Clearly, the candidate was not always aware of the details, but those very details, just now emerging, would later force the Kennedy family to play coy when the investigators into Jack’s murder, three years hence, were desperate for a motive.
The decision reached, Joe began his secret liaisons with the Outfit, and many believe it was not a new occurrence. Joe Kennedy’s alleged dealings with Capone notwithstanding, the patriarch had surely reached accommodations with Chicago’s gangster element on other occasions. Chicago, after all, was the scene of one of Kennedy’s greatest financial triumphs, the purchase of the enormously undervalued Merchandise Mart for $12.5 million, of which he was rumored to have put up none of his own money. (It was reputed to be worth five times that much, and by 1969 it was valued at $75 million.10) With the Mart located in the heart of Chicago’s business district, it is virtually inconceivable that the Outfit-controlled unions did not have a vise grip on most if not all of the service and concession contracts that supported the behemoth. Joe Longmeyer, a veteran independent Chicago labor organizer, remembers one day when Curly Humphreys came into the furniture store where Longmeyer was working. “Humphreys arranged for the store owner to have entree at the Mart,” Longmeyer says. Such an opening allowed merchants to purchase wholesale goods in the Mart. “Since Humphreys had some kind of relationship with the management of the Mart, he got my boss in,” Longmeyer added. Few old-time Chicagoans doubt that Kennedy, either by choice or necessity, formed some sort of alliance with the Outfit to guarantee the Mart’s smooth running. As one of Giancana’s drivers recently remarked, “Nobody does real business in Chicago without knowing Mooney. Joe [Kennedy] knew where the power was.”
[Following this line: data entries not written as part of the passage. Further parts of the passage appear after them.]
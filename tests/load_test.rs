use chrono::NaiveDate;
use neo_etl::core::dashboard::DashboardView;
use neo_etl::core::load::{verify_table, Loader, RetryPolicy};
use neo_etl::core::{LoadOutcome, NeoRow, RowSet, RowStore, StoreConnector};
use neo_etl::{DashboardReader, EtlError, SqlConnector};
use std::time::{Duration, Instant};
use tempfile::TempDir;
use tokio_test::{assert_err, assert_ok};

fn sqlite_url(dir: &TempDir) -> String {
    format!("sqlite://{}?mode=rwc", dir.path().join("neo.db").display())
}

fn connector(dir: &TempDir) -> SqlConnector {
    SqlConnector::new(sqlite_url(dir), Duration::from_secs(5))
}

fn loader(dir: &TempDir) -> Loader<SqlConnector> {
    Loader::new(
        connector(dir),
        "asteroids",
        RetryPolicy::new(3, Duration::from_millis(10)),
    )
}

fn row(id: &str, date: &str, hazardous: bool) -> NeoRow {
    NeoRow {
        id: id.to_string(),
        name: format!("({})", id),
        is_potentially_hazardous: hazardous,
        close_approach_date: NaiveDate::parse_from_str(date, "%Y-%m-%d").unwrap(),
        diameter_min_km: 0.12,
        diameter_max_km: 0.27,
        relative_velocity_km_s: 13.5,
        miss_distance_km: 4_250_000.5,
    }
}

fn rows(n: usize) -> RowSet {
    (0..n)
        .map(|i| row(&format!("{}", 2000000 + i), "2024-01-01", i % 2 == 0))
        .collect::<Vec<_>>()
        .into()
}

#[tokio::test]
async fn test_load_then_verify_counts_rows() {
    let dir = TempDir::new().unwrap();
    let loader = loader(&dir);

    let outcome = assert_ok!(loader.load(&rows(4)).await);
    assert_eq!(outcome, LoadOutcome::Replaced { rows: 4 });

    let verification = loader.verify("asteroids").await;
    assert!(verification.ok);
    assert_eq!(verification.count, 4);
}

#[tokio::test]
async fn test_load_replaces_previous_generation() {
    let dir = TempDir::new().unwrap();
    let loader = loader(&dir);

    assert_ok!(loader.load(&rows(5)).await);
    assert_ok!(loader.load(&rows(2)).await);

    assert_eq!(loader.verify("asteroids").await.count, 2);
}

#[tokio::test]
async fn test_loading_same_rows_twice_is_idempotent() {
    let dir = TempDir::new().unwrap();
    let loader = loader(&dir);
    let batch = rows(3);

    assert_ok!(loader.load(&batch).await);
    let first = loader.verify("asteroids").await;
    assert_ok!(loader.load(&batch).await);
    let second = loader.verify("asteroids").await;

    assert_eq!(first, second);
    assert_eq!(second.count, 3);
}

#[tokio::test]
async fn test_empty_load_leaves_table_untouched() {
    let dir = TempDir::new().unwrap();
    let loader = loader(&dir);
    assert_ok!(loader.load(&rows(3)).await);

    let outcome = assert_ok!(loader.load(&RowSet::default()).await);

    assert_eq!(outcome, LoadOutcome::Skipped);
    assert_eq!(loader.verify("asteroids").await.count, 3);
}

#[tokio::test]
async fn test_verify_missing_table_is_negative_result() {
    let dir = TempDir::new().unwrap();
    let loader = loader(&dir);

    let verification = loader.verify("asteroids").await;

    assert!(!verification.ok);
    assert_eq!(verification.count, 0);
}

#[tokio::test]
async fn test_unreachable_storage_fails_after_all_attempts() {
    let dir = TempDir::new().unwrap();
    // No mode=rwc: the file does not exist and will not be created.
    let url = format!("sqlite://{}", dir.path().join("missing.db").display());
    let loader = Loader::new(
        SqlConnector::new(url, Duration::from_secs(1)),
        "asteroids",
        RetryPolicy::new(3, Duration::from_millis(50)),
    );
    let started = Instant::now();

    let err = assert_err!(loader.load(&rows(1)).await);

    assert!(matches!(err, EtlError::ConnectionError { attempts: 3, .. }));
    assert!(started.elapsed() >= Duration::from_millis(100));
    assert!(!dir.path().join("missing.db").exists());
}

#[tokio::test]
async fn test_fetch_rows_round_trips_and_orders_by_date_desc() {
    let dir = TempDir::new().unwrap();
    let loader = loader(&dir);
    let batch: RowSet = vec![
        row("a", "2024-01-01", false),
        row("b", "2024-01-03", true),
        row("c", "2024-01-02", false),
    ]
    .into();
    assert_ok!(loader.load(&batch).await);

    let store = assert_ok!(connector(&dir).try_connect().await);
    let fetched = assert_ok!(store.fetch_rows("asteroids").await);

    let ids: Vec<&str> = fetched.iter().map(|r| r.id.as_str()).collect();
    assert_eq!(ids, vec!["b", "c", "a"]);
    assert_eq!(fetched[0], batch.as_slice()[1]);
    assert_eq!(verify_table(&store, "asteroids").await.count, 3);
    store.close().await;
}

#[tokio::test]
async fn test_failed_replace_rolls_back_to_previous_table() {
    let dir = TempDir::new().unwrap();
    let store = assert_ok!(connector(&dir).try_connect().await);
    let previous: RowSet = vec![
        row("a", "2024-01-01", false),
        row("b", "2024-01-02", true),
        row("c", "2024-01-03", false),
    ]
    .into();
    assert_ok!(store.replace_rows("asteroids", &previous).await);

    // SQLite stores NaN as NULL, which the NOT NULL column rejects mid-insert.
    let mut poisoned = row("z", "2024-02-01", false);
    poisoned.miss_distance_km = f64::NAN;
    let batch: RowSet = vec![row("y", "2024-02-01", true), poisoned].into();

    let err = assert_err!(store.replace_rows("asteroids", &batch).await);
    assert!(matches!(err, EtlError::LoadError { ref table, .. } if table == "asteroids"));

    let verification = verify_table(&store, "asteroids").await;
    assert!(verification.ok);
    assert_eq!(verification.count, 3);

    let mut ids: Vec<String> = assert_ok!(store.fetch_rows("asteroids").await)
        .into_iter()
        .map(|r| r.id)
        .collect();
    ids.sort();
    assert_eq!(ids, vec!["a", "b", "c"]);
    store.close().await;
}

#[tokio::test]
async fn test_invalid_table_name_is_rejected_before_sql() {
    let dir = TempDir::new().unwrap();
    let store = assert_ok!(connector(&dir).try_connect().await);

    let err = assert_err!(store.replace_rows("asteroids; DROP TABLE x", &rows(1)).await);
    assert!(matches!(err, EtlError::InvalidConfigValueError { .. }));
}

#[tokio::test]
async fn test_dashboard_cache_serves_stale_rows_within_ttl() {
    let dir = TempDir::new().unwrap();
    let loader = loader(&dir);
    assert_ok!(loader.load(&rows(2)).await);

    let reader = DashboardReader::new(connector(&dir), "asteroids", Duration::from_secs(3600));
    assert_eq!(assert_ok!(reader.rows().await).len(), 2);

    assert_ok!(loader.load(&rows(5)).await);
    assert_eq!(assert_ok!(reader.rows().await).len(), 2);

    reader.invalidate().await;
    match reader.view().await {
        DashboardView::Ready { rows, metrics } => {
            assert_eq!(rows.len(), 5);
            assert_eq!(metrics.hazardous, 3);
            assert_eq!(metrics.max_diameter_km, Some(0.27));
        }
        other => panic!("expected ready view, got {:?}", other),
    }
}

#[tokio::test]
async fn test_dashboard_zero_ttl_always_refreshes() {
    let dir = TempDir::new().unwrap();
    let loader = loader(&dir);
    assert_ok!(loader.load(&rows(1)).await);

    let reader = DashboardReader::new(connector(&dir), "asteroids", Duration::ZERO);
    assert_eq!(assert_ok!(reader.rows().await).len(), 1);

    assert_ok!(loader.load(&rows(4)).await);
    assert_eq!(assert_ok!(reader.rows().await).len(), 4);
}

#[tokio::test]
async fn test_dashboard_reports_missing_table_and_storage() {
    let dir = TempDir::new().unwrap();

    let reader = DashboardReader::new(connector(&dir), "asteroids", Duration::from_secs(60));
    match reader.view().await {
        DashboardView::Unavailable { message } => assert!(message.contains("Has the ETL run?")),
        other => panic!("expected unavailable view, got {:?}", other),
    }

    let url = format!("sqlite://{}", dir.path().join("absent.db").display());
    let reader = DashboardReader::new(
        SqlConnector::new(url, Duration::from_secs(1)),
        "asteroids",
        Duration::from_secs(60),
    );
    assert!(matches!(reader.view().await, DashboardView::Unavailable { .. }));
}

#[tokio::test]
async fn test_dashboard_reports_empty_table() {
    let dir = TempDir::new().unwrap();
    let store = assert_ok!(connector(&dir).try_connect().await);
    assert_ok!(store.replace_rows("asteroids", &RowSet::default()).await);

    let reader = DashboardReader::new(connector(&dir), "asteroids", Duration::from_secs(60));
    match reader.view().await {
        DashboardView::Empty { message } => assert!(message.contains("empty")),
        other => panic!("expected empty view, got {:?}", other),
    }
}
Joe Kennedy’s first known election overture to Capone’s heirs was the luncheon at Felix Young’s, which Joe had had Johnny Rosselli arrange. However, when that summit produced no agreement, Joe Kennedy decided to approach the day-to-day boss, Mooney Giancana, separately. After all, they shared a mutual friendship with Frank Sinatra, whom Joe could use to press his case with Mooney.11 One other commonality practically defied belief: Mooney Giancana, Johnny Rosselli, and Joe’s candidate son all shared a girlfriend, Judy Campbell.
Joe and Mooney
In 1997, Meyer Lansky’s best friend and close associate, Vincent “Jimmy Blue Eyes” Alo, consented to a first-ever interview in which he recalled his knowledge of Joe Kennedy’s efforts to approach Mooney Giancana on behalf of his son:
Joe came to me very early. Joe Kennedy and I had a mutual friend, Phil Regan, the actor and singer from Brooklyn. Joe sent Phil to see me.12 We met at the Sea View in Bal Harbour [Floridaj. Phil told me that they had it [the electoral vore] figured out to the last detail. Even that early they knew that Chicago would make all the difference. I don’t know how they knew it - this was before computers. The point is that they knew I knew Sam Giancana. Joe Kennedy wanted me talk to him about helping Jack in Chicago. I turned him down. I wasn’t in the habit of interfering in elections. The next thing I hear is that they went to Sinatra.13
Although the Lansky faction, according to Jimmy Alo, had declined to serve as Joe’s liaison to the Outfit, Joe had far from given up. As Alo later heard through the mob grapevine, Joe Kennedy indeed called on Frank Sinatra, one of the best friends of Joe’s son-in-law actor Peter Lawford.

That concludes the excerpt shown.